Thursday, March 26, 2009
With my nephew, Beck, in Dallas. I was 17, and my sister called this my pineapple hair. It was always in a pony tail on top of my head with the hair sticking out like the top of a pineapple:
Graduation Day from high school with Heather (I'm sure she wouldn't mind me posting pictures, right?):
We took a lot of self portraits. I am 18 here, I believe we were at Zilker Park with Jono and Lambo. Now known as Jono of Jono and Carmen, and yes ... Years later I married "Lambo." You think the nick name would have been a warning!:
Halloween ... Junior year, I believe. Maybe Senior year. Around 2001 or 2002. I was a cowboy, duh. Damn look at those legs! Hehe:
Tuesday, March 17, 2009
- I must have plugged something in wrong, because when I took my MP3 player off the charger this morning, it was completely dead.
- The first 3 machines I tried at the gym had something broken on them. I hate 24 Hour Fitness!
- I broke a nail on a drawer in my bathroom this morning.
- I burned my head with my flat iron.
- It took me 57 minutes to drive 8 miles to work this morning because the light at 360 and Mopac was closed down to 1 lane.
- I found a new wrinkle between my eyebrows. It is by far the ugliest and has me seriously considering Botox, something that has never crossed my mind before.
- I left my ID in Chris's wallet, which is in West Texas.
- Chris is in West Texas with his wallet. This has me depressed and not feeling like even attempting to go out.
- I am swamped at work, and all while knowing my boss is not here working. He's at Fado's enjoying green beer.
P.S. What is it with me and grumpy St. Patrick's Day? My MySpace blog from last year I was bitching, too!
Monday, March 16, 2009
And the after pictures!
Thursday, March 12, 2009
I'm laying down, kind of like I'm in a water bed, kind of like I'm floating. I'm wrapped in a blanket .... of sorts. You know pebble paved sidewalks?
The blanket is like a soft plastic covered with hard, scratchy rocks like that. I'm moving around, but I can't get out. There is an 8 year old boy (don't ask me how I know he was 8, he just was) stuck in there, too. He's about 5 feet away from me and I can see him every now and then as the blanket waves up and down. Suddenly I realized we are floating in this blanket above Anderson Lane, near where Northcross Mall used to be.

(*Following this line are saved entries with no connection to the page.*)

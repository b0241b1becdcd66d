//! Request identification.
//!
//! # Responsibilities
//! - Generate a unique request ID (UUID v4) when the client sent none
//! - Read the ID back for logging
//!
//! # Design Decisions
//! - Request ID added as early as possible for tracing
//! - A client-supplied `x-request-id` is kept as is

use axum::http::{HeaderMap, HeaderValue, Request};
use tower_http::request_id::{MakeRequestId, RequestId};
use uuid::Uuid;

pub const X_REQUEST_ID: &str = "x-request-id";

/// Generates UUID v4 request IDs.
#[derive(Debug, Clone, Copy, Default)]
pub struct MakeRequestUuid;

impl MakeRequestId for MakeRequestUuid {
    fn make_request_id<B>(&mut self, _request: &Request<B>) -> Option<RequestId> {
        HeaderValue::from_str(&Uuid::new_v4().to_string())
            .ok()
            .map(RequestId::new)
    }
}

/// The request ID carried by `headers`, or `"unknown"`.
pub fn request_id(headers: &HeaderMap) -> &str {
    headers
        .get(X_REQUEST_ID)
        .and_then(|v| v.to_str().ok())
        .unwrap_or("unknown")
}
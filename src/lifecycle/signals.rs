//! OS signal handling.

use crate::lifecycle::Shutdown;

/// Resolve on Ctrl-C, or SIGTERM on unix.
pub async fn wait_for_signal() {
    let ctrl_c = async {
        if let Err(e) = tokio::signal::ctrl_c().await {
            tracing::error!(error = %e, "Failed to install Ctrl+C handler");
            std::future::pending::<()>().await;
        }
    };

    #[cfg(unix)]
    let terminate = async {
        match tokio::signal::unix::signal(tokio::signal::unix::SignalKind::terminate()) {
            Ok(mut stream) => {
                stream.recv().await;
            }
            Err(e) => {
                tracing::error!(error = %e, "Failed to install SIGTERM handler");
                std::future::pending::<()>().await;
            }
        }
    };

    #[cfg(not(unix))]
    let terminate = std::future::pending::<()>();

    tokio::select! {
        _ = ctrl_c => tracing::info!("Received Ctrl+C"),
        _ = terminate => tracing::info!("Received SIGTERM"),
    }
}

/// Trigger `shutdown` when the process is asked to stop.
pub fn spawn_signal_listener(shutdown: Shutdown) -> tokio::task::JoinHandle<()> {
    tokio::spawn(async move {
        wait_for_signal().await;
        shutdown.trigger();
    })
}
//! autoop - AutoML experimentation harness
//!
//! Select a tabular dataset, designate input and target columns, pick a model
//! and metrics; the harness trains, evaluates and packages the result as
//! artifacts.
//!
//! # Modules
//!
//! ## Data
//! - [`dataset`] - Named, versioned polars tables
//! - [`feature`] - Feature descriptors (numerical | categorical)
//! - [`artifact`] - Persistable byte blobs with metadata
//!
//! ## Core ML Modules
//! - [`preprocessing`] - One-hot encoding and standardization per column
//! - [`training`] - Model registry and model implementations
//! - [`metrics`] - Metric registry
//! - [`autopipeline`] - Feature detection and the training pipeline
//!
//! ## Services
//! - [`cli`] - Command-line interface
//!
//! # Example
//!
//! ```no_run
//! use autoop::prelude::*;
//!
//! # fn main() -> autoop::Result<()> {
//! let dataset = Dataset::from_path(std::path::Path::new("houses.csv"))?;
//! let features = detect_feature_types(&dataset);
//! let (target, inputs): (Vec<Feature>, Vec<Feature>) =
//!     features.into_iter().partition(|f| f.name == "price");
//!
//! let mut pipeline = Pipeline::new(
//!     vec![MetricKind::MeanSquaredError, MetricKind::R2Score],
//!     dataset,
//!     ModelKind::RidgeRegression.build(),
//!     inputs,
//!     target[0].clone(),
//!     0.8,
//! )?;
//! let result = pipeline.execute()?;
//! println!("{:?}", result.test_metrics);
//! # Ok(())
//! # }
//! ```

// Core error handling
pub mod error;

// Data
pub mod artifact;
pub mod dataset;
pub mod feature;

// Core ML modules
pub mod preprocessing;
pub mod training;
pub mod metrics;
pub mod autopipeline;

// Services
pub mod cli;

pub use error::{AutoOpError, Result};

/// Re-export commonly used types
pub mod prelude {
    // Error handling
    pub use crate::error::{AutoOpError, ErrorCategory, Result};

    // Data
    pub use crate::artifact::Artifact;
    pub use crate::dataset::Dataset;
    pub use crate::feature::{Feature, FeatureType};

    // Preprocessing
    pub use crate::preprocessing::{preprocess_features, OneHotEncoder, StandardScaler, TransformRecord};

    // Training
    pub use crate::training::{load_model, Model, ModelKind, TaskType};

    // Metrics
    pub use crate::metrics::{MetricKind, MetricResult};

    // Auto pipeline
    pub use crate::autopipeline::{detect_feature_types, Pipeline, PipelineConfig, PipelineResult, PipelineStage};
}
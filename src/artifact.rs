//! Artifacts: named, versioned byte blobs handed to the storage layer
//!
//! An [`Artifact`] is the unit of persistence. Datasets, transform records,
//! pipeline configuration and trained models all convert into one.

use std::collections::BTreeMap;
use std::fmt;

use base64::Engine;
use serde::{Deserialize, Serialize};

/// Default artifact version
pub const DEFAULT_VERSION: &str = "1.0.0";

/// Default artifact type
pub const DEFAULT_TYPE: &str = "artifact";

/// An opaque persisted object
#[derive(Debug, Clone, PartialEq, Serialize, Deserialize)]
pub struct Artifact {
    pub name: String,
    /// Storage location, used to derive [`Artifact::id`]
    pub asset_path: String,
    pub version: String,
    /// Kind of payload, e.g. `dataset`, `transform:one_hot`, `model:linear_regression`
    #[serde(rename = "type")]
    pub artifact_type: String,
    pub data: Vec<u8>,
    pub metadata: BTreeMap<String, String>,
    pub tags: Vec<String>,
}

impl Default for Artifact {
    fn default() -> Self {
        Self {
            name: String::new(),
            asset_path: String::new(),
            version: DEFAULT_VERSION.to_string(),
            artifact_type: DEFAULT_TYPE.to_string(),
            data: Vec::new(),
            metadata: BTreeMap::new(),
            tags: Vec::new(),
        }
    }
}

impl Artifact {
    /// Create an artifact holding `data`
    pub fn new(name: impl Into<String>, data: Vec<u8>) -> Self {
        Self {
            name: name.into(),
            data,
            ..Default::default()
        }
    }

    pub fn with_type(mut self, artifact_type: impl Into<String>) -> Self {
        self.artifact_type = artifact_type.into();
        self
    }

    pub fn with_version(mut self, version: impl Into<String>) -> Self {
        self.version = version.into();
        self
    }

    pub fn with_asset_path(mut self, asset_path: impl Into<String>) -> Self {
        self.asset_path = asset_path.into();
        self
    }

    pub fn with_metadata(mut self, key: impl Into<String>, value: impl Into<String>) -> Self {
        self.metadata.insert(key.into(), value.into());
        self
    }

    pub fn with_tag(mut self, tag: impl Into<String>) -> Self {
        self.tags.push(tag.into());
        self
    }

    /// Identifier of the form `base64(asset_path):version`
    pub fn id(&self) -> String {
        let encoded = base64::engine::general_purpose::STANDARD.encode(self.asset_path.as_bytes());
        format!("{}:{}", encoded, self.version)
    }

    pub fn read(&self) -> &[u8] {
        &self.data
    }

    /// Replace the payload, returning the stored bytes
    pub fn save(&mut self, data: Vec<u8>) -> &[u8] {
        self.data = data;
        &self.data
    }

    /// Size of the payload in bytes
    pub fn len(&self) -> usize {
        self.data.len()
    }

    pub fn is_empty(&self) -> bool {
        self.data.is_empty()
    }
}

impl fmt::Display for Artifact {
    fn fmt(&self, f: &mut fmt::Formatter<'_>) -> fmt::Result {
        write!(
            f,
            "Artifact(name={}, type={}, version={}, {} bytes)",
            self.name,
            self.artifact_type,
            self.version,
            self.data.len()
        )
    }
}
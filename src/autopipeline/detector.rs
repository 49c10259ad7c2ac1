//! Feature type detection

use polars::prelude::*;
use tracing::{debug, warn};

use crate::dataset::Dataset;
use crate::feature::{Feature, FeatureType};

/// Infers a [`Feature`] per column from the column's storage dtype.
///
/// Integer and float columns are numerical, everything else (strings,
/// booleans, dates) is categorical. Columns must not contain missing values;
/// nulls are reported with a warning but do not change the detected type.
#[derive(Debug, Clone, Default)]
pub struct FeatureTypeDetector;

impl FeatureTypeDetector {
    pub fn new() -> Self {
        Self
    }

    /// One feature per column, in column order
    pub fn detect(&self, dataset: &Dataset) -> Vec<Feature> {
        self.detect_frame(dataset.read())
    }

    pub fn detect_frame(&self, df: &DataFrame) -> Vec<Feature> {
        df.get_columns()
            .iter()
            .map(|col| {
                if col.null_count() > 0 {
                    warn!(column = %col.name(), nulls = col.null_count(), "Column contains missing values");
                }
                let feature_type = Self::classify(col.dtype());
                debug!(column = %col.name(), dtype = ?col.dtype(), kind = %feature_type, "Detected feature type");
                Feature::new(col.name().as_str(), feature_type)
            })
            .collect()
    }

    /// Semantic type for a storage dtype
    pub fn classify(dtype: &DataType) -> FeatureType {
        match dtype {
            DataType::Int8
            | DataType::Int16
            | DataType::Int32
            | DataType::Int64
            | DataType::UInt8
            | DataType::UInt16
            | DataType::UInt32
            | DataType::UInt64
            | DataType::Float32
            | DataType::Float64 => FeatureType::Numerical,
            _ => FeatureType::Categorical,
        }
    }
}

/// Detect the feature types of every column of `dataset`
pub fn detect_feature_types(dataset: &Dataset) -> Vec<Feature> {
    FeatureTypeDetector::new().detect(dataset)
}

#[cfg(test)]
mod tests {
    use super::*;

    fn dataset(df: DataFrame) -> Dataset {
        Dataset::from_dataframe(df, "test", "", "1.0.0")
    }

    #[test]
    fn test_detect_numeric() {
        let df = df!(
            "a" => &[1i64, 2, 3],
            "b" => &[1.5f64, 2.5, 3.5],
            "c" => &[1i32, 0, 1],
            "d" => &[7u8, 8, 9]
        )
        .unwrap();

        let features = detect_feature_types(&dataset(df));
        assert_eq!(features.len(), 4);
        assert!(features.iter().all(|f| f.feature_type == FeatureType::Numerical));
    }

    #[test]
    fn test_detect_categorical() {
        let df = df!(
            "city" => &["paris", "rome", "oslo"],
            "flag" => &[true, false, true]
        )
        .unwrap();

        let features = detect_feature_types(&dataset(df));
        assert!(features.iter().all(|f| f.feature_type == FeatureType::Categorical));
    }

    #[test]
    fn test_preserves_column_order_and_is_idempotent() {
        let df = df!(
            "z" => &["x", "y"],
            "a" => &[1.0, 2.0],
            "m" => &[3i64, 4]
        )
        .unwrap();
        let ds = dataset(df);
        let detector = FeatureTypeDetector::new();

        let first = detector.detect(&ds);
        let second = detector.detect(&ds);
        assert_eq!(first, second);
        assert_eq!(
            first,
            vec![
                Feature::categorical("z"),
                Feature::numerical("a"),
                Feature::numerical("m"),
            ]
        );
    }
}
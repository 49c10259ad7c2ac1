//! Task types and the model registry

use std::fmt;
use std::str::FromStr;

use serde::{Deserialize, Serialize};

use super::decision_tree::DecisionTree;
use super::gradient_boosting::{GradientBoostingClassifier, GradientBoostingConfig, GradientBoostingRegressor};
use super::knn::{KNNClassifier, KNNConfig, KNNRegressor};
use super::linear_models::{LassoRegression, LinearRegression, LogisticRegression, RidgeRegression};
use super::models::Model;
use super::svm::{SVMClassifier, SVMConfig};
use crate::error::{AutoOpError, Result};

/// Type of ML task, also the capability tag of a model
#[derive(Debug, Clone, Copy, PartialEq, Eq, Hash, Serialize, Deserialize)]
#[serde(rename_all = "snake_case")]
pub enum TaskType {
    Classification,
    Regression,
}

impl TaskType {
    pub fn as_str(&self) -> &'static str {
        match self {
            TaskType::Classification => "classification",
            TaskType::Regression => "regression",
        }
    }
}

impl fmt::Display for TaskType {
    fn fmt(&self, f: &mut fmt::Formatter<'_>) -> fmt::Result {
        f.write_str(self.as_str())
    }
}

impl FromStr for TaskType {
    type Err = AutoOpError;

    fn from_str(s: &str) -> Result<Self> {
        match s.trim().to_lowercase().as_str() {
            "classification" => Ok(TaskType::Classification),
            "regression" => Ok(TaskType::Regression),
            _ => Err(AutoOpError::ConfigError(format!("Invalid task type: {}", s))),
        }
    }
}

/// Every model the harness can train
#[derive(Debug, Clone, Copy, PartialEq, Eq, Hash, PartialOrd, Ord, Serialize, Deserialize)]
#[serde(rename_all = "snake_case")]
pub enum ModelKind {
    LinearRegression,
    RidgeRegression,
    LassoRegression,
    KnnRegressor,
    DecisionTreeRegressor,
    GradientBoostingRegressor,
    LogisticRegression,
    KnnClassifier,
    SvmClassifier,
    DecisionTreeClassifier,
    GradientBoostingClassifier,
}

impl ModelKind {
    pub const ALL: [ModelKind; 11] = [
        ModelKind::LinearRegression,
        ModelKind::RidgeRegression,
        ModelKind::LassoRegression,
        ModelKind::KnnRegressor,
        ModelKind::DecisionTreeRegressor,
        ModelKind::GradientBoostingRegressor,
        ModelKind::LogisticRegression,
        ModelKind::KnnClassifier,
        ModelKind::SvmClassifier,
        ModelKind::DecisionTreeClassifier,
        ModelKind::GradientBoostingClassifier,
    ];

    /// Look up a model by its canonical name or a short alias
    pub fn from_name(name: &str) -> Result<Self> {
        let kind = match name.trim().to_lowercase().as_str() {
            "linear_regression" | "linear" | "multiple_linear_regression" => ModelKind::LinearRegression,
            "ridge_regression" | "ridge" => ModelKind::RidgeRegression,
            "lasso_regression" | "lasso" => ModelKind::LassoRegression,
            "knn_regressor" => ModelKind::KnnRegressor,
            "decision_tree_regressor" => ModelKind::DecisionTreeRegressor,
            "gradient_boosting_regressor" => ModelKind::GradientBoostingRegressor,
            "logistic_regression" | "logistic" => ModelKind::LogisticRegression,
            "knn_classifier" | "knn" => ModelKind::KnnClassifier,
            "svm_classifier" | "svm" => ModelKind::SvmClassifier,
            "decision_tree_classifier" | "decision_tree" => ModelKind::DecisionTreeClassifier,
            "gradient_boosting_classifier" => ModelKind::GradientBoostingClassifier,
            _ => return Err(AutoOpError::UnknownModel(name.to_string())),
        };
        Ok(kind)
    }

    pub fn name(&self) -> &'static str {
        match self {
            ModelKind::LinearRegression => "linear_regression",
            ModelKind::RidgeRegression => "ridge_regression",
            ModelKind::LassoRegression => "lasso_regression",
            ModelKind::KnnRegressor => "knn_regressor",
            ModelKind::DecisionTreeRegressor => "decision_tree_regressor",
            ModelKind::GradientBoostingRegressor => "gradient_boosting_regressor",
            ModelKind::LogisticRegression => "logistic_regression",
            ModelKind::KnnClassifier => "knn_classifier",
            ModelKind::SvmClassifier => "svm_classifier",
            ModelKind::DecisionTreeClassifier => "decision_tree_classifier",
            ModelKind::GradientBoostingClassifier => "gradient_boosting_classifier",
        }
    }

    /// Capability tag
    pub fn task(&self) -> TaskType {
        match self {
            ModelKind::LinearRegression
            | ModelKind::RidgeRegression
            | ModelKind::LassoRegression
            | ModelKind::KnnRegressor
            | ModelKind::DecisionTreeRegressor
            | ModelKind::GradientBoostingRegressor => TaskType::Regression,
            ModelKind::LogisticRegression
            | ModelKind::KnnClassifier
            | ModelKind::SvmClassifier
            | ModelKind::DecisionTreeClassifier
            | ModelKind::GradientBoostingClassifier => TaskType::Classification,
        }
    }

    /// Models able to handle `task`
    pub fn for_task(task: TaskType) -> Vec<ModelKind> {
        Self::ALL.iter().copied().filter(|m| m.task() == task).collect()
    }

    /// Unfitted model with default hyperparameters
    pub fn build(&self) -> Box<dyn Model> {
        match self {
            ModelKind::LinearRegression => Box::new(LinearRegression::new()),
            ModelKind::RidgeRegression => Box::new(RidgeRegression::default()),
            ModelKind::LassoRegression => Box::new(LassoRegression::default()),
            ModelKind::KnnRegressor => Box::new(KNNRegressor::new(KNNConfig::default())),
            ModelKind::DecisionTreeRegressor => Box::new(DecisionTree::new_regressor()),
            ModelKind::GradientBoostingRegressor => {
                Box::new(GradientBoostingRegressor::new(GradientBoostingConfig::default()))
            }
            ModelKind::LogisticRegression => Box::new(LogisticRegression::new()),
            ModelKind::KnnClassifier => Box::new(KNNClassifier::new(KNNConfig::default())),
            ModelKind::SvmClassifier => Box::new(SVMClassifier::new(SVMConfig::default())),
            ModelKind::DecisionTreeClassifier => Box::new(DecisionTree::new_classifier()),
            ModelKind::GradientBoostingClassifier => {
                Box::new(GradientBoostingClassifier::new(GradientBoostingConfig::default()))
            }
        }
    }
}

impl fmt::Display for ModelKind {
    fn fmt(&self, f: &mut fmt::Formatter<'_>) -> fmt::Result {
        f.write_str(self.name())
    }
}

impl FromStr for ModelKind {
    type Err = AutoOpError;

    fn from_str(s: &str) -> Result<Self> {
        Self::from_name(s)
    }
}
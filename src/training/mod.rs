//! Model training module
//!
//! Provides the model registry and the models it can build:
//! - Linear models (OLS, Ridge, Lasso, Logistic)
//! - K-Nearest Neighbors
//! - Support Vector Machines
//! - Decision trees
//! - Gradient boosting
//!
//! Every model implements [`Model`], so the pipeline drives them through a
//! `Box<dyn Model>` and persists them through [`ModelState`].

mod config;
mod models;
pub mod decision_tree;
pub mod gradient_boosting;
pub mod knn;
pub mod linear_models;
pub mod svm;

pub use config::{ModelKind, TaskType};
pub use models::{load_model, Model, ModelState};
pub use decision_tree::{Criterion, DecisionTree, TreeNode};
pub use gradient_boosting::{GradientBoostingClassifier, GradientBoostingConfig, GradientBoostingRegressor};
pub use knn::{DistanceMetric, KNNClassifier, KNNConfig, KNNRegressor, WeightScheme};
pub use linear_models::{LassoRegression, LinearRegression, LogisticRegression, RidgeRegression};
pub use svm::{KernelType, SVMClassifier, SVMConfig};
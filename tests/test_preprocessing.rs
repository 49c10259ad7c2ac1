//! Integration test: feature detection and per-column preprocessing

use autoop::autopipeline::detect_feature_types;
use autoop::dataset::Dataset;
use autoop::error::AutoOpError;
use autoop::feature::{Feature, FeatureType};
use autoop::preprocessing::{preprocess_features, FittedTransform, OneHotEncoder, TransformKind, TransformRecord};
use ndarray::array;
use polars::prelude::*;

fn sample_dataset() -> Dataset {
    let df = df!(
        "age" => &[25i64, 30, 35, 40],
        "income" => &[30000.0, 45000.0, 55000.0, 70000.0],
        "city" => &["Paris", "Lyon", "Paris", "Nice"],
        "member" => &[true, false, true, true],
    )
    .unwrap();
    Dataset::from_dataframe(df, "customers", "datasets/customers.csv", "1.0.0")
}

#[test]
fn test_detects_numeric_and_string_columns() {
    let features = detect_feature_types(&sample_dataset());
    assert_eq!(
        features,
        vec![
            Feature::numerical("age"),
            Feature::numerical("income"),
            Feature::categorical("city"),
            Feature::categorical("member"),
        ]
    );
}

#[test]
fn test_detection_is_idempotent() {
    let dataset = sample_dataset();
    assert_eq!(detect_feature_types(&dataset), detect_feature_types(&dataset));
}

#[test]
fn test_one_hot_roundtrip() {
    let values = ["A", "B", "A", "C"];
    let mut encoder = OneHotEncoder::new();
    let encoded = encoder.fit_transform(&values).unwrap();

    assert_eq!(encoded.dim(), (4, 3));
    assert_eq!(encoder.categories(), &["A", "B", "C"]);
    assert_eq!(encoder.inverse_transform(&encoded).unwrap(), vec!["A", "B", "A", "C"]);
}

#[test]
fn test_results_sorted_by_name_and_rows_preserved() {
    let dataset = sample_dataset();
    let features = vec![Feature::numerical("income"), Feature::categorical("city")];
    let processed = preprocess_features(&features, &dataset).unwrap();

    let names: Vec<&str> = processed.iter().map(|p| p.name.as_str()).collect();
    assert_eq!(names, vec!["city", "income"]);

    // categories sorted: Lyon, Nice, Paris
    let city = &processed[0];
    assert_eq!(city.record.kind(), TransformKind::OneHot);
    assert_eq!(
        city.data,
        array![
            [0.0, 0.0, 1.0],
            [1.0, 0.0, 0.0],
            [0.0, 0.0, 1.0],
            [0.0, 1.0, 0.0]
        ]
    );

    let income = &processed[1];
    assert_eq!(income.data.dim(), (4, 1));
    let mean = income.data.column(0).mean().unwrap();
    let var = income.data.column(0).var(0.0);
    assert!(mean.abs() < 1e-12);
    assert!((var - 1.0).abs() < 1e-12);
}

#[test]
fn test_single_category_column() {
    let df = df!("kind" => &["x", "x", "x"]).unwrap();
    let dataset = Dataset::from_dataframe(df, "d", "", "1.0.0");
    let processed = preprocess_features(&[Feature::categorical("kind")], &dataset).unwrap();
    assert_eq!(processed[0].data, array![[1.0], [1.0], [1.0]]);
}

#[test]
fn test_zero_variance_column() {
    let df = df!("flat" => &[3.0, 3.0, 3.0]).unwrap();
    let dataset = Dataset::from_dataframe(df, "d", "", "1.0.0");
    let processed = preprocess_features(&[Feature::numerical("flat")], &dataset).unwrap();

    assert_eq!(processed[0].data, array![[0.0], [0.0], [0.0]]);
    match &processed[0].record.transform {
        FittedTransform::StandardScale(scaler) => {
            assert_eq!(scaler.mean(), 3.0);
            assert_eq!(scaler.scale(), 1.0);
        }
        other => panic!("unexpected transform {:?}", other),
    }
}

#[test]
fn test_record_applies_to_new_data() {
    let dataset = sample_dataset();
    let processed = preprocess_features(&[Feature::categorical("city")], &dataset).unwrap();
    let record = &processed[0].record;

    let restored = TransformRecord::from_bytes(&record.to_bytes().unwrap()).unwrap();
    assert_eq!(&restored, record);

    let new_rows = Column::from(Series::new("city".into(), &["Nice", "Lyon"]));
    assert_eq!(restored.apply(&new_rows).unwrap(), array![[0.0, 1.0, 0.0], [1.0, 0.0, 0.0]]);

    let unseen = Column::from(Series::new("city".into(), &["Rome"]));
    assert!(matches!(restored.apply(&unseen), Err(AutoOpError::DataError(_))));
}

#[test]
fn test_unknown_feature() {
    let err = preprocess_features(&[Feature::numerical("height")], &sample_dataset()).unwrap_err();
    assert!(matches!(err, AutoOpError::FeatureNotFound(_)));
}

#[test]
fn test_feature_display() {
    let feature = detect_feature_types(&sample_dataset()).remove(2);
    assert_eq!(feature.feature_type, FeatureType::Categorical);
    assert_eq!(feature.to_string(), "Column city is categorical");
}
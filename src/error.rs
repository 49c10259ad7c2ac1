//! Error types for the autoop harness
//!
//! Every fallible operation returns [`Result`]. Variants fall into the
//! categories reported by [`AutoOpError::category`]:
//! - configuration errors, raised before any data is touched
//! - usage errors, raised when an API is called out of order or with
//!   mismatched shapes
//! - data errors, raised while reading or converting tabular data
//! - internal errors (serialization, IO, numerical failures)

use std::fmt;

use thiserror::Error;

/// Result type alias for autoop operations
pub type Result<T> = std::result::Result<T, AutoOpError>;

/// Main error type for the autoop harness
#[derive(Error, Debug)]
pub enum AutoOpError {
    #[error("Configuration error: {0}")]
    ConfigError(String),

    #[error("Invalid parameter: {name} = {value}, {reason}")]
    InvalidParameter {
        name: String,
        value: String,
        reason: String,
    },

    #[error("Incompatible task: {0}")]
    IncompatibleTask(String),

    #[error("Model not fitted")]
    ModelNotFitted,

    #[error("Feature count mismatch: model was fitted on {expected} features, got {actual}")]
    FeatureMismatch { expected: usize, actual: usize },

    #[error("Length mismatch: {predictions} predictions for {ground_truth} ground truth values")]
    LengthMismatch {
        predictions: usize,
        ground_truth: usize,
    },

    #[error("Invalid shape: expected {expected}, got {actual}")]
    ShapeError { expected: String, actual: String },

    #[error("Unknown model: {0}")]
    UnknownModel(String),

    #[error("Unknown metric: {0}")]
    UnknownMetric(String),

    #[error("Feature not found: {0}")]
    FeatureNotFound(String),

    #[error("Data error: {0}")]
    DataError(String),

    #[error("Computation error: {0}")]
    ComputationError(String),

    #[error("Serialization error: {0}")]
    SerializationError(String),

    #[error("IO error: {0}")]
    IoError(#[from] std::io::Error),
}

/// Coarse classification of an [`AutoOpError`]
#[derive(Debug, Clone, Copy, PartialEq, Eq)]
pub enum ErrorCategory {
    Configuration,
    Usage,
    Data,
    Internal,
}

impl fmt::Display for ErrorCategory {
    fn fmt(&self, f: &mut fmt::Formatter<'_>) -> fmt::Result {
        let s = match self {
            ErrorCategory::Configuration => "configuration",
            ErrorCategory::Usage => "usage",
            ErrorCategory::Data => "data",
            ErrorCategory::Internal => "internal",
        };
        f.write_str(s)
    }
}

impl AutoOpError {
    pub fn category(&self) -> ErrorCategory {
        match self {
            AutoOpError::ConfigError(_)
            | AutoOpError::InvalidParameter { .. }
            | AutoOpError::IncompatibleTask(_) => ErrorCategory::Configuration,
            AutoOpError::ModelNotFitted
            | AutoOpError::FeatureMismatch { .. }
            | AutoOpError::LengthMismatch { .. }
            | AutoOpError::ShapeError { .. }
            | AutoOpError::UnknownModel(_)
            | AutoOpError::UnknownMetric(_)
            | AutoOpError::FeatureNotFound(_) => ErrorCategory::Usage,
            AutoOpError::DataError(_) => ErrorCategory::Data,
            AutoOpError::ComputationError(_)
            | AutoOpError::SerializationError(_)
            | AutoOpError::IoError(_) => ErrorCategory::Internal,
        }
    }

    /// Shorthand for an [`AutoOpError::InvalidParameter`]
    pub fn invalid_param(name: &str, value: impl fmt::Display, reason: &str) -> Self {
        AutoOpError::InvalidParameter {
            name: name.to_string(),
            value: value.to_string(),
            reason: reason.to_string(),
        }
    }
}

impl From<polars::error::PolarsError> for AutoOpError {
    fn from(err: polars::error::PolarsError) -> Self {
        AutoOpError::DataError(err.to_string())
    }
}

impl From<serde_json::Error> for AutoOpError {
    fn from(err: serde_json::Error) -> Self {
        AutoOpError::SerializationError(err.to_string())
    }
}

impl From<bincode::Error> for AutoOpError {
    fn from(err: bincode::Error) -> Self {
        AutoOpError::SerializationError(err.to_string())
    }
}

impl From<ndarray::ShapeError> for AutoOpError {
    fn from(err: ndarray::ShapeError) -> Self {
        AutoOpError::ShapeError {
            expected: "valid shape".to_string(),
            actual: err.to_string(),
        }
    }
}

Then later that same little boy and I are at a house. It's actually 3 double wide trailers joined together to form a U and inside the U is just a pile of dirt and a wooden picnic table. There are other kids there, but he won't play with them because he's upset about being stuck in the blanket earlier.
"Stuck: To dream that you are stuck, represents helplessness and feeling of being unable to escape from life's problems/stress. You have lost confidence in yourself and in your ability to move ahead in your life. Your lack of clear goals and low self-esteem may be a common cause for such dreams." Hmm nope. I actually, feel in life right now that I am close to the light at the end of the tunnel to all the hard work we've put in over the last 6 years. I don't really feel helpless, or stuck in my problems at all.
"Stones: To see rough stones in your dream, represents your quest in recognizing and developing your self-identity. Part of this quest is to become aware of your unconscious and suppressed thoughts." Hmm this seems to be a theme in my dreams lately. Finding myself, etc.
"To see children in your dream, you may longing for the past and the chance to satisfy repressed desires and unfulfilled hopes." Maybe something along the lines of fullfilling my inner child? I've had that show up a lot in my dreams lately, and in real life I have been feeling ... boring. Feeling like, "Why can't I have fun like I used to?" and I've been trying to remember and find activities I really enjoy. I've been trying to remember who I was ... before I turned into the cookie cutter version of myself (that I don't like very much).